[Items listed in a dataset]
········
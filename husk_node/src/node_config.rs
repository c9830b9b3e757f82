use std::collections::HashMap;
use std::net::SocketAddr;
use std::num::ParseIntError;
use std::str::FromStr;

use clap::{
    builder::PossibleValue, crate_description, crate_name, crate_version, value_parser, Arg,
    ArgMatches, Command, ValueEnum,
};
use config::{Config, File as CfgFile, FileFormat as CfgFileFormat};
use husk::crypto::LayerKey;
use serde::{de, Deserialize, Deserializer};
use serde_yaml::Value;

/// Config for threading.
#[derive(Clone, Copy, PartialEq, Eq, Debug, Deserialize)]
pub enum Threads {
    /// Detect number of threads automatically by the number of CPU cores.
    Auto,
    /// Exact number of threads.
    N(u16),
}

impl FromStr for Threads {
    type Err = ParseIntError;

    fn from_str(s: &str) -> Result<Self, Self::Err> {
        if s == "auto" {
            Ok(Threads::Auto)
        } else {
            u16::from_str(s).map(Threads::N)
        }
    }
}

/// Specifies where to write logs.
#[derive(Clone, Copy, PartialEq, Eq, Debug, Deserialize)]
pub enum LogType {
    Stderr,
    Stdout,
    None,
}

impl ValueEnum for LogType {
    fn value_variants<'a>() -> &'a [Self] {
        use self::LogType::*;
        &[Stderr, Stdout, None]
    }

    fn to_possible_value(&self) -> Option<PossibleValue> {
        use self::LogType::*;
        Some(match self {
            Stderr => PossibleValue::new("Stderr"),
            Stdout => PossibleValue::new("Stdout"),
            None => PossibleValue::new("None"),
        })
    }
}

/// Config parsed from command line arguments.
#[derive(Clone, Debug, Deserialize)]
pub struct NodeConfig {
    /// Relay identity, as published by the directory.
    pub id: String,
    /// TCP address the relay listens on.
    #[serde(rename = "bind-address")]
    pub bind_addr: SocketAddr,
    /// Pre-shared AES-256 layer key.
    #[serde(skip_deserializing)]
    pub key: Option<LayerKey>,
    /// True if the key was passed as an argument instead of environment
    /// variable. Necessary to print a warning since the logger backend is
    /// not initialized when we parse arguments.
    #[serde(skip_deserializing)]
    pub key_passed_as_arg: bool,
    /// Path to the file where the raw 32 key bytes are stored.
    /// Required with config.
    #[serde(rename = "keys-file")]
    pub keys_file: Option<String>,
    /// Number of threads for execution.
    #[serde(deserialize_with = "de_threads")]
    pub threads: Threads,
    /// Specifies where to write logs.
    #[serde(rename = "log-type")]
    pub log_type: LogType,
    /// Unused fields while parsing config file.
    #[serde(flatten)]
    pub unused: HashMap<String, Value>,
}

fn de_threads<'de, D>(deserializer: D) -> Result<Threads, D::Error>
where
    D: Deserializer<'de>,
{
    let s = String::deserialize(deserializer)?;

    Threads::from_str(&s).map_err(|e| de::Error::custom(format!("threads: {:?}", e)))
}

fn create_key_arg() -> Arg {
    Arg::new("key")
        .short('s')
        .long("key")
        .help(
            "Relay layer key: the 32-character string published by the \
             directory. Note that you should not pass the key via \
             arguments due to security reasons. Use this argument for \
             test purposes only. In the real world use the environment \
             variable instead",
        )
        .num_args(1)
        .conflicts_with("keys-file")
        .env("HUSK_RELAY_KEY")
        .hide(true)
}

fn create_keys_file_arg() -> Arg {
    Arg::new("keys-file")
        .short('k')
        .long("keys-file")
        .help("Path to the file where the raw 32 key bytes are stored")
        .num_args(1)
        .required_unless_present("key")
        .conflicts_with("key")
}

fn app() -> Command {
    Command::new(crate_name!())
        .version(crate_version!())
        .about(crate_description!())
        .args_conflicts_with_subcommands(true)
        .subcommand_negates_reqs(true)
        .subcommand(
            Command::new("config").arg(
                Arg::new("cfg-file")
                    .index(1)
                    .help(
                        "Load settings from saved config file. \
                         Config file format is YAML",
                    )
                    .num_args(1)
                    .required(true),
            ),
        )
        // here go args without subcommands
        .arg(create_key_arg())
        .arg(create_keys_file_arg())
        .arg(
            Arg::new("id")
                .short('i')
                .long("id")
                .help("Relay identity, as published by the directory")
                .num_args(1)
                .required(true),
        )
        .arg(
            Arg::new("bind-address")
                .short('b')
                .long("bind-address")
                .help("TCP address the relay listens on")
                .num_args(1)
                .value_parser(value_parser!(SocketAddr))
                .required(true),
        )
        .arg(
            Arg::new("threads")
                .short('j')
                .long("threads")
                .help(
                    "Number of threads to use. The value 'auto' means that the \
                     number of threads will be determined automatically by the \
                     number of CPU cores",
                )
                .num_args(1)
                .value_parser(value_parser!(Threads))
                .default_value("1"),
        )
        .arg(
            Arg::new("log-type")
                .short('l')
                .long("log-type")
                .help("Where to write logs")
                .num_args(1)
                .value_parser(value_parser!(LogType))
                .default_value("Stderr"),
        )
}

/// Parse command line arguments.
pub fn cli_parse() -> NodeConfig {
    let matches = app().get_matches();

    match matches.subcommand() {
        Some(("config", m)) => run_config(m),
        _ => run_args(&matches),
    }
}

/// Parse settings from a saved file.
fn parse_config(config_path: &str) -> NodeConfig {
    let config_builder = Config::builder()
        .set_default("log-type", "Stderr")
        .expect("Can't set default value for `log-type`")
        .set_default("threads", "1")
        .expect("Can't set default value for `threads`")
        .add_source(CfgFile::new(config_path, CfgFileFormat::Yaml));

    let config_file = match config_builder.build() {
        Ok(cfg) => cfg,
        Err(e) => panic!("Can't build config file {}", e),
    };

    let config: NodeConfig = config_file.try_deserialize().expect("Can't deserialize config");

    if config.keys_file.is_none() {
        panic!("Can't deserialize config: 'keys-file' is not set");
    }

    config
}

fn run_config(matches: &ArgMatches) -> NodeConfig {
    let config_path = matches.get_one::<String>("cfg-file").unwrap();

    parse_config(config_path)
}

fn run_args(matches: &ArgMatches) -> NodeConfig {
    let id = matches.get_one::<String>("id").cloned().unwrap();

    let bind_addr = matches.get_one::<SocketAddr>("bind-address").copied().unwrap();

    let key = matches
        .get_one::<String>("key")
        .map(|s| s.parse().expect("Invalid relay key"));

    let key_passed_as_arg =
        matches.value_source("key") == Some(clap::parser::ValueSource::CommandLine);

    let keys_file = matches.get_one("keys-file").cloned();

    let threads = matches.get_one("threads").copied().unwrap();

    let log_type = matches.get_one("log-type").copied().unwrap();

    NodeConfig {
        id,
        bind_addr,
        key,
        key_passed_as_arg,
        keys_file,
        threads,
        log_type,
        unused: HashMap::new(),
    }
}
········
[TASK TO CARRY OUT]
Using the data above, restate every record word for word.

[TASK RESULT]
filename husk_node/src/node_config.rs
repository c9830b9b3e757f82
use std::collections::HashMap;
use std::net::SocketAddr;
use std::num::ParseIntError;
use std::str::FromStr;

use clap::{
    builder::PossibleValue, crate_description, crate_name, crate_version, value_parser, Arg,
    ArgMatches, Command, ValueEnum,
};
use config::{Config, File as CfgFile, FileFormat as CfgFileFormat};
use husk::crypto::LayerKey;
use serde::{de, Deserialize, Deserializer};
use serde_yaml::Value;

/// Config for threading.
#[derive(Clone, Copy, PartialEq, Eq, Debug, Deserialize)]
pub enum Threads {
    /// Detect number of threads automatically by the number of CPU cores.
    Auto,
    /// Exact number of threads.
    N(u16),
}

impl FromStr for Threads {
    type Err = ParseIntError;

    fn from_str(s: &str) -> Result<Self, Self::Err> {
        if s == "auto" {
            Ok(Threads::Auto)
        } else {
            u16::from_str(s).map(Threads::N)
        }
    }
}

/// Specifies where to write logs.
#[derive(Clone, Copy, PartialEq, Eq, Debug, Deserialize)]
pub enum LogType {
    Stderr,
    Stdout,
    None,
}

impl ValueEnum for LogType {
    fn value_variants<'a>() -> &'a [Self] {
        use self::LogType::*;
        &[Stderr, Stdout, None]
    }

    fn to_possible_value(&self) -> Option<PossibleValue> {
        use self::LogType::*;
        Some(match self {
            Stderr => PossibleValue::new("Stderr"),
            Stdout => PossibleValue::new("Stdout"),
            None => PossibleValue::new("None"),
        })
    }
}

/// Config parsed from command line arguments.
#[derive(Clone, Debug, Deserialize)]
pub struct NodeConfig {
    /// Relay identity, as published by the directory.
    pub id: String,
    /// TCP address the relay listens on.
    #[serde(rename = "bind-address")]
    pub bind_addr: SocketAddr,
    /// Pre-shared AES-256 layer key.
    #[serde(skip_deserializing)]
    pub key: Option<LayerKey>,
    /// True if the key was passed as an argument instead of environment
    /// variable. Necessary to print a warning since the logger backend is
    /// not initialized when we parse arguments.
    #[serde(skip_deserializing)]
    pub key_passed_as_arg: bool,
    /// Path to the file where the raw 32 key bytes are stored.
    /// Required with config.
    #[serde(rename = "keys-file")]
    pub keys_file: Option<String>,
    /// Number of threads for execution.
    #[serde(deserialize_with = "de_threads")]
    pub threads: Threads,
    /// Specifies where to write logs.
    #[serde(rename = "log-type")]
    pub log_type: LogType,
    /// Unused fields while parsing config file.
    #[serde(flatten)]
    pub unused: HashMap<String, Value>,
}

fn de_threads<'de, D>(deserializer: D) -> Result<Threads, D::Error>
where
    D: Deserializer<'de>,
{
    let s = String::deserialize(deserializer)?;

    Threads::from_str(&s).map_err(|e| de::Error::custom(format!("threads: {:?}", e)))
}

fn create_key_arg() -> Arg {
    Arg::new("key")
        .short('s')
        .long("key")
        .help(
            "Relay layer key: the 32-character string published by the \
             directory. Note that you should not pass the key via \
             arguments due to security reasons. Use this argument for \
             test purposes only. In the real world use the environment \
             variable instead",
        )
        .num_args(1)
        .conflicts_with("keys-file")
        .env("HUSK_RELAY_KEY")
        .hide(true)
}

fn create_keys_file_arg() -> Arg {
    Arg::new("keys-file")
        .short('k')
        .long("keys-file")
        .help("Path to the file where the raw 32 key bytes are stored")
        .num_args(1)
        .required_unless_present("key")
        .conflicts_with("key")
}

fn app() -> Command {
    Command::new(crate_name!())
        .version(crate_version!())
        .about(crate_description!())
        .args_conflicts_with_subcommands(true)
        .subcommand_negates_reqs(true)
        .subcommand(
            Command::new("config").arg(
                Arg::new("cfg-file")
                    .index(1)
                    .help(
                        "Load settings from saved config file. \
                         Config file format is YAML",
                    )
                    .num_args(1)
                    .required(true),
            ),
        )
        // here go args without subcommands
        .arg(create_key_arg())
        .arg(create_keys_file_arg())
        .arg(
            Arg::new("id")
                .short('i')
                .long("id")
                .help("Relay identity, as published by the directory")
                .num_args(1)
                .required(true),
        )
        .arg(
            Arg::new("bind-address")
                .short('b')
                .long("bind-address")
                .help("TCP address the relay listens on")
                .num_args(1)
                .value_parser(value_parser!(SocketAddr))
                .required(true),
        )
        .arg(
            Arg::new("threads")
                .short('j')
                .long("threads")
                .help(
                    "Number of threads to use. The value 'auto' means that the \
                     number of threads will be determined automatically by the \
                     number of CPU cores",
                )
                .num_args(1)
                .value_parser(value_parser!(Threads))
                .default_value("1"),
        )
        .arg(
            Arg::new("log-type")
                .short('l')
                .long("log-type")
                .help("Where to write logs")
                .num_args(1)
                .value_parser(value_parser!(LogType))
                .default_value("Stderr"),
        )
}

/// Parse command line arguments.
pub fn cli_parse() -> NodeConfig {
    let matches = app().get_matches();

    match matches.subcommand() {
        Some(("config", m)) => run_config(m),
        _ => run_args(&matches),
    }
}

/// Parse settings from a saved file.
fn parse_config(config_path: &str) -> NodeConfig {
    let config_builder = Config::builder()
        .set_default("log-type", "Stderr")
        .expect("Can't set default value for `log-type`")
        .set_default("threads", "1")
        .expect("Can't set default value for `threads`")
        .add_source(CfgFile::new(config_path, CfgFileFormat::Yaml));

    let config_file = match config_builder.build() {
        Ok(cfg) => cfg,
        Err(e) => panic!("Can't build config file {}", e),
    };

    let config: NodeConfig = config_file.try_deserialize().expect("Can't deserialize config");

    if config.keys_file.is_none() {
        panic!("Can't deserialize config: 'keys-file' is not set");
    }

    config
}

fn run_config(matches: &ArgMatches) -> NodeConfig {
    let config_path = matches.get_one::<String>("cfg-file").unwrap();

    parse_config(config_path)
}

fn run_args(matches: &ArgMatches) -> NodeConfig {
    let id = matches.get_one::<String>("id").cloned().unwrap();

    let bind_addr = matches.get_one::<SocketAddr>("bind-address").copied().unwrap();

    let key = matches
        .get_one::<String>("key")
        .map(|s| s.parse().expect("Invalid relay key"));

    let key_passed_as_arg =
        matches.value_source("key") == Some(clap::parser::ValueSource::CommandLine);

    let keys_file = matches.get_one("keys-file").cloned();

    let threads = matches.get_one("threads").copied().unwrap();

    let log_type = matches.get_one("log-type").copied().unwrap();

    NodeConfig {
        id,
        bind_addr,
        key,
        key_passed_as_arg,
        keys_file,
        threads,
        log_type,
        unused: HashMap::new(),
    }
}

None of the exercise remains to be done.